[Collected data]
---+---
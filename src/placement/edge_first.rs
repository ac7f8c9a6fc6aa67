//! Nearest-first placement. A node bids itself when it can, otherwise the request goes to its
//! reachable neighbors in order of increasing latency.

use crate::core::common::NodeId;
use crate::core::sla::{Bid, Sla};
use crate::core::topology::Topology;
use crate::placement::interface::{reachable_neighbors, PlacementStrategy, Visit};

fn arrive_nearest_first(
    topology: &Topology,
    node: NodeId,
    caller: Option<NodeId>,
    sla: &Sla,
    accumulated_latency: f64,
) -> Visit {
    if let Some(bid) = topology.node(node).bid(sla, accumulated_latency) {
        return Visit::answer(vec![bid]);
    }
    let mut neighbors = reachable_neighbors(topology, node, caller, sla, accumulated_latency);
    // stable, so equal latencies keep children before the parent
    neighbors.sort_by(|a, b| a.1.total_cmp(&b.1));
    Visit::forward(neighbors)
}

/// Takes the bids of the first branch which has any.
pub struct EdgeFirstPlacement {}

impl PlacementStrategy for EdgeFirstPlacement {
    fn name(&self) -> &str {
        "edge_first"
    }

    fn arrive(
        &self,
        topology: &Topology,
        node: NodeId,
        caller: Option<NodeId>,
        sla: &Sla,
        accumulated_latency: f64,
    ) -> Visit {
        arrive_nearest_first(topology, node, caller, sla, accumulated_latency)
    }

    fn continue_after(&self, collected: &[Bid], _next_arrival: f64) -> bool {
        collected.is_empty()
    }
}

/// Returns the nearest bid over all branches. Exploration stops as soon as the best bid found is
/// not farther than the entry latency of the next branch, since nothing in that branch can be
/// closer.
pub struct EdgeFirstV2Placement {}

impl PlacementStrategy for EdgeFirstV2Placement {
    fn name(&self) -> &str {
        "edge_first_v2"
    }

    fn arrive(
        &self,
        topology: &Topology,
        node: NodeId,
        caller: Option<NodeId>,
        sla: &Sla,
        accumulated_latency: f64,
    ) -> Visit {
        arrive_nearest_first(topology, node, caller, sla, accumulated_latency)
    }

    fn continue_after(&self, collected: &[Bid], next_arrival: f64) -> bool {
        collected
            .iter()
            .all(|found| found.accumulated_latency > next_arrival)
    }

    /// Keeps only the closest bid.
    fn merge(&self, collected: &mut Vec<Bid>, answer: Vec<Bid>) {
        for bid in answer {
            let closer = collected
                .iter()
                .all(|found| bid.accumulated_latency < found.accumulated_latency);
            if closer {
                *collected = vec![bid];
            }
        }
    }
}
---+---
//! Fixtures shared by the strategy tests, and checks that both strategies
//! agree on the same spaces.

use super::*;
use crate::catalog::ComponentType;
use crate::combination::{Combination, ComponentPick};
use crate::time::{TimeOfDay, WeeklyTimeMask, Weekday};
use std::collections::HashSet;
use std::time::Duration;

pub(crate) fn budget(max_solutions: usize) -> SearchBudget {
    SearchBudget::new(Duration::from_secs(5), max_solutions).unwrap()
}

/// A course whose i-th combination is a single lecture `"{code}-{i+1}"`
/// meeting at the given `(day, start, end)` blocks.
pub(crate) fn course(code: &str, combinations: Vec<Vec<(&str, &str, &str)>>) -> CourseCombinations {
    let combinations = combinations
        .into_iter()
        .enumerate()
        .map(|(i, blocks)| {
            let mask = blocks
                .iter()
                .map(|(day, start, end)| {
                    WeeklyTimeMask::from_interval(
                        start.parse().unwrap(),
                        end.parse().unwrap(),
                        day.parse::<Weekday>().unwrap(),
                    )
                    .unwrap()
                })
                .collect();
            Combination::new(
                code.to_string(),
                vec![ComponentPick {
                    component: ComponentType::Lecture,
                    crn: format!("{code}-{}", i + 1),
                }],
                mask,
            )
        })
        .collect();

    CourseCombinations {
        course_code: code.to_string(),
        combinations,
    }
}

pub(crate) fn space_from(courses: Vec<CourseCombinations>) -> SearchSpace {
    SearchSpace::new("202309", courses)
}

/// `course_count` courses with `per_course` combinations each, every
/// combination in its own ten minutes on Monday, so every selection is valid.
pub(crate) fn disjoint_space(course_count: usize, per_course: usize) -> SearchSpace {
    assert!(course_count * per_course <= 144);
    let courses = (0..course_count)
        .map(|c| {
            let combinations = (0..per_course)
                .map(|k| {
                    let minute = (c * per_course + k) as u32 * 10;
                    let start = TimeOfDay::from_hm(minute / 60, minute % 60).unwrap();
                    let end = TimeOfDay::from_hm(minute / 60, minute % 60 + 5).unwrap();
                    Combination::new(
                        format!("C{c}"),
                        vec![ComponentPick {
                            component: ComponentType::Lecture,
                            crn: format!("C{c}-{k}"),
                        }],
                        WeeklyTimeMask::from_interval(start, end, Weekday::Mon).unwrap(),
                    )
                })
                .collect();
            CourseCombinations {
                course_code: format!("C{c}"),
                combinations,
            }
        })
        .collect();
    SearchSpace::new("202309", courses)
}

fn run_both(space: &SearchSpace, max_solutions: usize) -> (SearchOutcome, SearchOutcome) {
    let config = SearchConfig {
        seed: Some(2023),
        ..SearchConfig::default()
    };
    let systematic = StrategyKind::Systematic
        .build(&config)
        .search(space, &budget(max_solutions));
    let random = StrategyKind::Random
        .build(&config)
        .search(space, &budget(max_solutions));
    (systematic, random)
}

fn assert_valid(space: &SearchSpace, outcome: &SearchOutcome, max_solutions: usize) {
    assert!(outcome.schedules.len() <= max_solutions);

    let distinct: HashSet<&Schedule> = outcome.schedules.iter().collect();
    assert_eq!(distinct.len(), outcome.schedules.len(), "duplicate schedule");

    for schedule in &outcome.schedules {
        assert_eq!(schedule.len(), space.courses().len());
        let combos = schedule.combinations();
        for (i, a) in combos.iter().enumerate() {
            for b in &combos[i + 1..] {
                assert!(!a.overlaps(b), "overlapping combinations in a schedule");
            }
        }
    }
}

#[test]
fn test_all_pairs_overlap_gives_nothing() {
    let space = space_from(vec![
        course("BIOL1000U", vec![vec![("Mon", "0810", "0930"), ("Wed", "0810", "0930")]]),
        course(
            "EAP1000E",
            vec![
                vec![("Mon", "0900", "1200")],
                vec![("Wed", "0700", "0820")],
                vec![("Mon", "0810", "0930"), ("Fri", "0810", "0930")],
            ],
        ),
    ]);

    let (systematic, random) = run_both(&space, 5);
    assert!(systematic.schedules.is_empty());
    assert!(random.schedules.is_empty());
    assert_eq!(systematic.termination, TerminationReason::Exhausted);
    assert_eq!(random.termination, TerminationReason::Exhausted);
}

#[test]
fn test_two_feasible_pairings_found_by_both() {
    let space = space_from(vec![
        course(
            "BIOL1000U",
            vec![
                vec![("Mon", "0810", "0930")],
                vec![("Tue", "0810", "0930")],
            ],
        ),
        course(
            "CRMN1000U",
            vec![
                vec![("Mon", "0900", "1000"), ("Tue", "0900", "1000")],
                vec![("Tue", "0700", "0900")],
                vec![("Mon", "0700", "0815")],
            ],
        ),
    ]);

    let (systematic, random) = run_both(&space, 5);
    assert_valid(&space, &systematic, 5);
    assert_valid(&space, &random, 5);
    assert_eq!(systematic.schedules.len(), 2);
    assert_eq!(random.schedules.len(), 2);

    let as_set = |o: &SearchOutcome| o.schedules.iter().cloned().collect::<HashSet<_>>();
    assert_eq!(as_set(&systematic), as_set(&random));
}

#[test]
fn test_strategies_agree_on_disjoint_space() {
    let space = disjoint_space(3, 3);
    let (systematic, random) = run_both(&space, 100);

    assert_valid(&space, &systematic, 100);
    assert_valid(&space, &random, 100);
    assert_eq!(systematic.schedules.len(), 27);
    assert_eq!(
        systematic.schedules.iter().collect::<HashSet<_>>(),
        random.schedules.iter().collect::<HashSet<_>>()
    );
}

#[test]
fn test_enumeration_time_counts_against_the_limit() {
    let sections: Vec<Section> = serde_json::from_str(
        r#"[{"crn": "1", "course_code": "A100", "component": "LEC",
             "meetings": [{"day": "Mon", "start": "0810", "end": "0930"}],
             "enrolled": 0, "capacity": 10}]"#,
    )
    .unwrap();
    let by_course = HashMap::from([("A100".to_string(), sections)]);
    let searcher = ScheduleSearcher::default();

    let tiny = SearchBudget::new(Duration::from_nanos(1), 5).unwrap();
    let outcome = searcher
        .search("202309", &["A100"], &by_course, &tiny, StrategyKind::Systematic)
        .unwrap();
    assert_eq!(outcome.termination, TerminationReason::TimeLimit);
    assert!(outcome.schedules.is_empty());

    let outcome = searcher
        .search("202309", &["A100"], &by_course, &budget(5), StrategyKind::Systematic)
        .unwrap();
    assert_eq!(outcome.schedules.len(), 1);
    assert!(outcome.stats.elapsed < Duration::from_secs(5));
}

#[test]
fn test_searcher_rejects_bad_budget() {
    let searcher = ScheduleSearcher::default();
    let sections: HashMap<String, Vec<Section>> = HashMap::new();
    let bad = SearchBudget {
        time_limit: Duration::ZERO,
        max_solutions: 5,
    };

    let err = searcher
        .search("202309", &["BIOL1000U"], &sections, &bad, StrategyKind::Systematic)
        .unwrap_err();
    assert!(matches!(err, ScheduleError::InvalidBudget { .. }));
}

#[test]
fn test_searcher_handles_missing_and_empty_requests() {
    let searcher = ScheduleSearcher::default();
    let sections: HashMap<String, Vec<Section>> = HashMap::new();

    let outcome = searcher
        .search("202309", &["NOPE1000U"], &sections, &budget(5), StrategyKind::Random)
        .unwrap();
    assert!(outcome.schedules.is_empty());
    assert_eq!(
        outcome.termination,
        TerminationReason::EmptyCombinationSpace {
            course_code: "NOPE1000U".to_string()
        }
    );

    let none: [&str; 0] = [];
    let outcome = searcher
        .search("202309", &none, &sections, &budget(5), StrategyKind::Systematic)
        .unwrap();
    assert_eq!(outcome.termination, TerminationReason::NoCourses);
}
---+---
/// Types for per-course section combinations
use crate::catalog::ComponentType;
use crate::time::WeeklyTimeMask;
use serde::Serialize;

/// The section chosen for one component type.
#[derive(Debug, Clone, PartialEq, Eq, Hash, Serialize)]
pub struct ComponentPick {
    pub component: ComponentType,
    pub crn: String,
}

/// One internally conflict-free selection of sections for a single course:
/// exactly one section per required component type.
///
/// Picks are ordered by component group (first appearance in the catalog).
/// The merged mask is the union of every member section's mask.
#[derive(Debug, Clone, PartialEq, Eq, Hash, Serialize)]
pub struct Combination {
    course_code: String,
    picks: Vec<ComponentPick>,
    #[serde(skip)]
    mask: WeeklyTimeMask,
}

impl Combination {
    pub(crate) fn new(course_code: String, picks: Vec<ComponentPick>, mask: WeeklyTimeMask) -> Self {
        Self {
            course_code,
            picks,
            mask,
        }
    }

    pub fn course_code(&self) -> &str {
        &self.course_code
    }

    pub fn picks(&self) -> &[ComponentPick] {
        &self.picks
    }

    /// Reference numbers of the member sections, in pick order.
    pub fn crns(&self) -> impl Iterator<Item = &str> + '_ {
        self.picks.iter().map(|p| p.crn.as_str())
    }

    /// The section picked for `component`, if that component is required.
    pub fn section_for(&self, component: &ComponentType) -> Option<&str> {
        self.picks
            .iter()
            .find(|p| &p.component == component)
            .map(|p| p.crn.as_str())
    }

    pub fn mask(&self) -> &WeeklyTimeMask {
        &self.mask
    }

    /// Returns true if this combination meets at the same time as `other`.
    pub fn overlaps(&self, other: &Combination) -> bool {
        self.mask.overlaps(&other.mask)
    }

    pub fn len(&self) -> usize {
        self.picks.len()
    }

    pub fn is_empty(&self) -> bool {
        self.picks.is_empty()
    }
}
---+---
● Problem requirements: Go over the entries above and say how many lines hold the string "same", with no other text.

● Solution to this exercise: 2